I listen to music via a Bluetooth speaker while taking a shower, so I stuck a piece of metal by the shower door so I can put my phone there and adjust the volume or change the song while in the shower. It works great and is hardly visible. I’m saving scrap metal so I can put it other places. I added a piece on the bedroom wall in case I go to bed with the phone. I always lose the phone in the bed.

Metal is in the middle of the picture. See the ugly silicone to the left?

I fear it’s a bit autismal of me, but nearly all of my posts are categorized/tagged as Autism because I’m autistic every day so of course each post is about autism. I hope it’s not misleading for anyone. I tend to take things literally a lot and most of the time people think I’m being sarcastic or obtuse when being sincere. My husband is getting better at clarifying when asking me questions and I answer in a literal way.

Oh, I haven’t talked about the closet!! I’m turning Mom’s closet into a sensory room, as previously mentioned, which is 5 feet, 8 inches inches wide by 12 or 14 feet long. I’m planning on getting this all-satin pink blanket from Amazon since “rubbing silky” is one of my stims, and I found the reversible sequin fabric on Amazon, too, which I want to get some of to put on the wall. I’m also going to put my alpaca pillow cover on the wall, as I love anything soft. I’ve had the pillow for years but can’t keep it out because the cats suckle on it and pull the fur off.

My super-soft alpaca pillow

One bad thing about the closet is there are no vents in there and the light fixture cannot accommodate a ceiling fan. Plus, there are no outlets, so I’ll need to get surge protector extension cords so I can plug things in. I saw a cool fiber optic light thingy on Amazon that I want. I always wait until there are good deals, so furnishing the closet will take a while.
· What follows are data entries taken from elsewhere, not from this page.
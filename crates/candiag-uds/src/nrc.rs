//! UDS Negative Response Codes (NRC)

use std::fmt;

/// The negative response codes this tool emits or classifies.
/// Anything else read off the wire lands in `Unknown`.
#[derive(Debug, Clone, Copy, PartialEq, Eq)]
#[repr(u8)]
pub enum NegativeResponseCode {
    GeneralReject,
    ServiceNotSupported,
    SubFunctionNotSupported,
    IncorrectMessageLengthOrFormat,
    BusyRepeatRequest,
    ConditionsNotCorrect,
    RequestSequenceError,
    RequestOutOfRange,
    SecurityAccessDenied,
    InvalidKey,
    ResponsePending,
    ServiceNotSupportedInActiveSession,
    Unknown(u8),
}

impl From<u8> for NegativeResponseCode {
    fn from(value: u8) -> Self {
        match value {
            0x10 => Self::GeneralReject,
            0x11 => Self::ServiceNotSupported,
            0x12 => Self::SubFunctionNotSupported,
            0x13 => Self::IncorrectMessageLengthOrFormat,
            0x21 => Self::BusyRepeatRequest,
            0x22 => Self::ConditionsNotCorrect,
            0x24 => Self::RequestSequenceError,
            0x31 => Self::RequestOutOfRange,
            0x33 => Self::SecurityAccessDenied,
            0x35 => Self::InvalidKey,
            0x78 => Self::ResponsePending,
            0x7F => Self::ServiceNotSupportedInActiveSession,
            other => Self::Unknown(other),
        }
    }
}

impl From<NegativeResponseCode> for u8 {
    fn from(nrc: NegativeResponseCode) -> Self {
        match nrc {
            NegativeResponseCode::GeneralReject => 0x10,
            NegativeResponseCode::ServiceNotSupported => 0x11,
            NegativeResponseCode::SubFunctionNotSupported => 0x12,
            NegativeResponseCode::IncorrectMessageLengthOrFormat => 0x13,
            NegativeResponseCode::BusyRepeatRequest => 0x21,
            NegativeResponseCode::ConditionsNotCorrect => 0x22,
            NegativeResponseCode::RequestSequenceError => 0x24,
            NegativeResponseCode::RequestOutOfRange => 0x31,
            NegativeResponseCode::SecurityAccessDenied => 0x33,
            NegativeResponseCode::InvalidKey => 0x35,
            NegativeResponseCode::ResponsePending => 0x78,
            NegativeResponseCode::ServiceNotSupportedInActiveSession => 0x7F,
            NegativeResponseCode::Unknown(v) => v,
        }
    }
}

impl fmt::UpperHex for NegativeResponseCode {
    fn fmt(&self, f: &mut fmt::Formatter<'_>) -> fmt::Result {
        let value: u8 = (*self).into();
        fmt::UpperHex::fmt(&value, f)
    }
}

impl fmt::Display for NegativeResponseCode {
    fn fmt(&self, f: &mut fmt::Formatter<'_>) -> fmt::Result {
        match self {
            Self::GeneralReject => write!(f, "GeneralReject"),
            Self::ServiceNotSupported => write!(f, "ServiceNotSupported"),
            Self::SubFunctionNotSupported => write!(f, "SubFunctionNotSupported"),
            Self::IncorrectMessageLengthOrFormat => write!(f, "IncorrectMessageLengthOrFormat"),
            Self::BusyRepeatRequest => write!(f, "BusyRepeatRequest"),
            Self::ConditionsNotCorrect => write!(f, "ConditionsNotCorrect"),
            Self::RequestSequenceError => write!(f, "RequestSequenceError"),
            Self::RequestOutOfRange => write!(f, "RequestOutOfRange"),
            Self::SecurityAccessDenied => write!(f, "SecurityAccessDenied"),
            Self::InvalidKey => write!(f, "InvalidKey"),
            Self::ResponsePending => write!(f, "ResponsePending"),
            Self::ServiceNotSupportedInActiveSession => {
                write!(f, "ServiceNotSupportedInActiveSession")
            }
            Self::Unknown(v) => write!(f, "Unknown(0x{:02X})", v),
        }
    }
}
I would love to get a Drew Chair from Walmart but it’s $300. It would make an awesome reading chair ☺️. When I share something I like with Adam, he will say something like, “That would be good for your sensory room,” which makes me feel so heard and love him even more. He helps me think of things to put in the room because I rarely know when I’m stimming and he says, “You do [this or that] when you’re tired or overwhelmed,” and I don’t even realize it. Mom told me once that I rub the carpet when I’m tired and lying on the floor. I’ve done that since I was a kid and never realized it’s something I do when I’m sleepy. I tend to rub a lot of various surfaces and items to soothe myself.

I can’t start painting the closet until I patch the multiple holes left in the wall from the wire racks. There are a lot of them. I’m going to take one rack and have Adam cut it into several pieces and put them on the wall as shelves instead of racks. They are white, so they need to be painted as well. The spare room is now one big closet, but I’m cool with that since absolutely no one visits, let alone stays the night. I could probably squeeze the bed back in there, but what’s the point?

Check Out the Brain on Her!

I was born with Dandy Walker syndrome, which is a malformation in the back of the brain near the brainstem. The malformation occurs in the part of the brain (the cerebellum, fourth ventricle) that controls balance, coordination, fine motor skills, vision, and cognitive thinking. While pregnant with me, Mom was simply told that part of my brain didn’t develop and that was it. Granted, DWS isn’t common, so a lot of doctors, especially back then, hadn’t heard of it.

Now, more and more doctors and medical staff I’ve seen are at least familiar with it. One doctor even said, “So, you’re aware DWS affects your liver and kidneys?” Huh? Yeah…sure, I know. (Nope. I didn’t know.) I guess that explains the hydronephrosis, nonalcoholic liver cirrhosis, and diabetes type 1.5, the latter two of which are autoimmune diseases.

I didn’t walk until I was 2, and I was in physical therapy to help with that, but I don’t remember it. We didn’t learn I had DWS until I was 17 and my pediatrician ordered a head CT scan to see why I was having headaches all the time. Fortunately, I only have a small amount of hydrocephalus, so I don’t require a VP shunt.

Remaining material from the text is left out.